What you have to do: Please start at the first line of the records beneath and quote each line exactly, ending with the line containing "is the seam".

Source data

****************************************

//! CMS: HTTP client and page loaders for the headless content backend.
//!
//! DESIGN
//! ======
//! `CmsBackend` is the seam between pages and the network. `CmsClient` is the
//! real implementation over `reqwest`; tests substitute an in-memory mock.
//!
//! Loaders never propagate failures. Transport errors, non-success statuses,
//! unparsable bodies, and `data: null` envelopes are logged and collapse to
//! `None`, which pages render as a generic "failed to load" message.

pub mod populate;
pub mod queries;
pub mod types;

use std::time::Duration;

use reqwest::header::CONTENT_TYPE;
use serde::de::DeserializeOwned;
use serde_json::Value;

use crate::config::CmsTimeouts;
pub use populate::Populate;
use types::{CmsError, Envelope, Footer, Global, Home, HomePage, Navbar};

// =============================================================================
// BACKEND TRAIT
// =============================================================================

/// Request/response access to the CMS. Enables mocking in tests.
#[async_trait::async_trait]
pub trait CmsBackend: Send + Sync {
    /// `GET {path}?{populate}` and decode the JSON body.
    ///
    /// # Errors
    ///
    /// Returns a [`CmsError`] on transport failure, non-success status, or
    /// an unparsable body.
    async fn get_json(&self, path: &str, populate: &Populate) -> Result<Value, CmsError>;

    /// `POST {path}` with a JSON body and decode the JSON response.
    ///
    /// # Errors
    ///
    /// Same as [`CmsBackend::get_json`]. A non-success status carries the raw
    /// response body so callers can extract the backend's message.
    async fn post_json(&self, path: &str, body: &Value) -> Result<Value, CmsError>;
}

// =============================================================================
// CLIENT
// =============================================================================

pub struct CmsClient {
    http: reqwest::Client,
    base_url: String,
}

impl CmsClient {
    /// # Errors
    ///
    /// Returns an error if the HTTP client cannot be constructed.
    pub fn new(base_url: &str, timeouts: CmsTimeouts) -> Result<Self, CmsError> {
        let http = reqwest::Client::builder()
            .timeout(Duration::from_secs(timeouts.request_secs))
            .connect_timeout(Duration::from_secs(timeouts.connect_secs))
            .build()
            .map_err(|e| CmsError::HttpClientBuild(e.to_string()))?;
        Ok(Self { http, base_url: base_url.trim_end_matches('/').to_owned() })
    }

    #[must_use]
    pub fn base_url(&self) -> &str {
        &self.base_url
    }

    /// Resolve `path` against the base URL and attach the populate query.
    ///
    /// # Errors
    ///
    /// Returns [`CmsError::InvalidUrl`] if the base URL does not parse.
    pub fn endpoint(&self, path: &str, populate: &Populate) -> Result<reqwest::Url, CmsError> {
        let mut url = reqwest::Url::parse(&self.base_url)
            .and_then(|base| base.join(path))
            .map_err(|e| CmsError::InvalidUrl(format!("{}{path}: {e}", self.base_url)))?;
        if !populate.is_empty() {
            url.query_pairs_mut().extend_pairs(populate.query_pairs());
        }
        Ok(url)
    }

    async fn read_json(response: reqwest::Response) -> Result<Value, CmsError> {
        let status = response.status();
        let text = response
            .text()
            .await
            .map_err(|e| CmsError::Request(e.to_string()))?;
        if !status.is_success() {
            return Err(CmsError::Status { status: status.as_u16(), body: text });
        }
        serde_json::from_str(&text).map_err(|e| CmsError::Parse(e.to_string()))
    }
}

#[async_trait::async_trait]
impl CmsBackend for CmsClient {
    async fn get_json(&self, path: &str, populate: &Populate) -> Result<Value, CmsError> {
        let url = self.endpoint(path, populate)?;
        let response = self
            .http
            .get(url)
            .header(CONTENT_TYPE, "application/json")
            .send()
            .await
            .map_err(|e| CmsError::Request(e.to_string()))?;
        Self::read_json(response).await
    }

    async fn post_json(&self, path: &str, body: &Value) -> Result<Value, CmsError> {
        let url = self.endpoint(path, &Populate::new())?;
        let response = self
            .http
            .post(url)
            .json(body)
            .send()
            .await
            .map_err(|e| CmsError::Request(e.to_string()))?;
        Self::read_json(response).await
    }
}

// =============================================================================
// LOADERS
// =============================================================================

/// Fetch raw JSON, logging and swallowing any failure.
pub async fn load(cms: &dyn CmsBackend, path: &str, populate: &Populate) -> Option<Value> {
    match cms.get_json(path, populate).await {
        Ok(body) => Some(body),
        Err(CmsError::Status { status, body }) => {
            tracing::error!(path, status, %body, code = "E_CMS_STATUS", "CMS returned non-success status");
            None
        }
        Err(e) => {
            tracing::error!(path, code = e.error_code(), error = %e, "CMS load failed");
            None
        }
    }
}

/// Fetch and decode the envelope's `data` into `T`.
pub async fn load_data<T: DeserializeOwned>(cms: &dyn CmsBackend, path: &str, populate: &Populate) -> Option<T> {
    let raw = load(cms, path, populate).await?;
    match serde_json::from_value::<Envelope<T>>(raw) {
        Ok(Envelope { data: Some(data), .. }) => Some(data),
        Ok(Envelope { data: None, error }) => {
            let message = error.and_then(|e| e.message).unwrap_or_default();
            tracing::warn!(path, %message, "CMS envelope has no data");
            None
        }
        Err(e) => {
            tracing::error!(path, error = %e, code = "E_CMS_SHAPE", "CMS data did not match expected shape");
            None
        }
    }
}

pub async fn load_home(cms: &dyn CmsBackend) -> Option<Home> {
    load_data(cms, queries::HOME_PATH, &queries::home()).await
}

pub async fn load_home_page(cms: &dyn CmsBackend) -> Option<HomePage> {
    load_data(cms, queries::HOME_PAGE_PATH, &queries::home_page()).await
}

pub async fn load_navbar(cms: &dyn CmsBackend) -> Option<Navbar> {
    let global: Global = load_data(cms, queries::GLOBAL_PATH, &queries::navbar()).await?;
    if global.navbar.is_none() {
        tracing::warn!("global settings have no navbar");
    }
    global.navbar
}

pub async fn load_footer(cms: &dyn CmsBackend) -> Option<Footer> {
    let global: Global = load_data(cms, queries::GLOBAL_PATH, &queries::footer()).await?;
    if global.footer.is_none() {
        tracing::warn!("global settings have no footer");
    }
    global.footer
}

#[cfg(test)]
#[path = "mod_test.rs"]
mod tests;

****************************************

Exercise response:
//! CMS: HTTP client and page loaders for the headless content backend.
//!
//! DESIGN
//! ======
//! `CmsBackend` is the seam between pages and the network. `CmsClient` is the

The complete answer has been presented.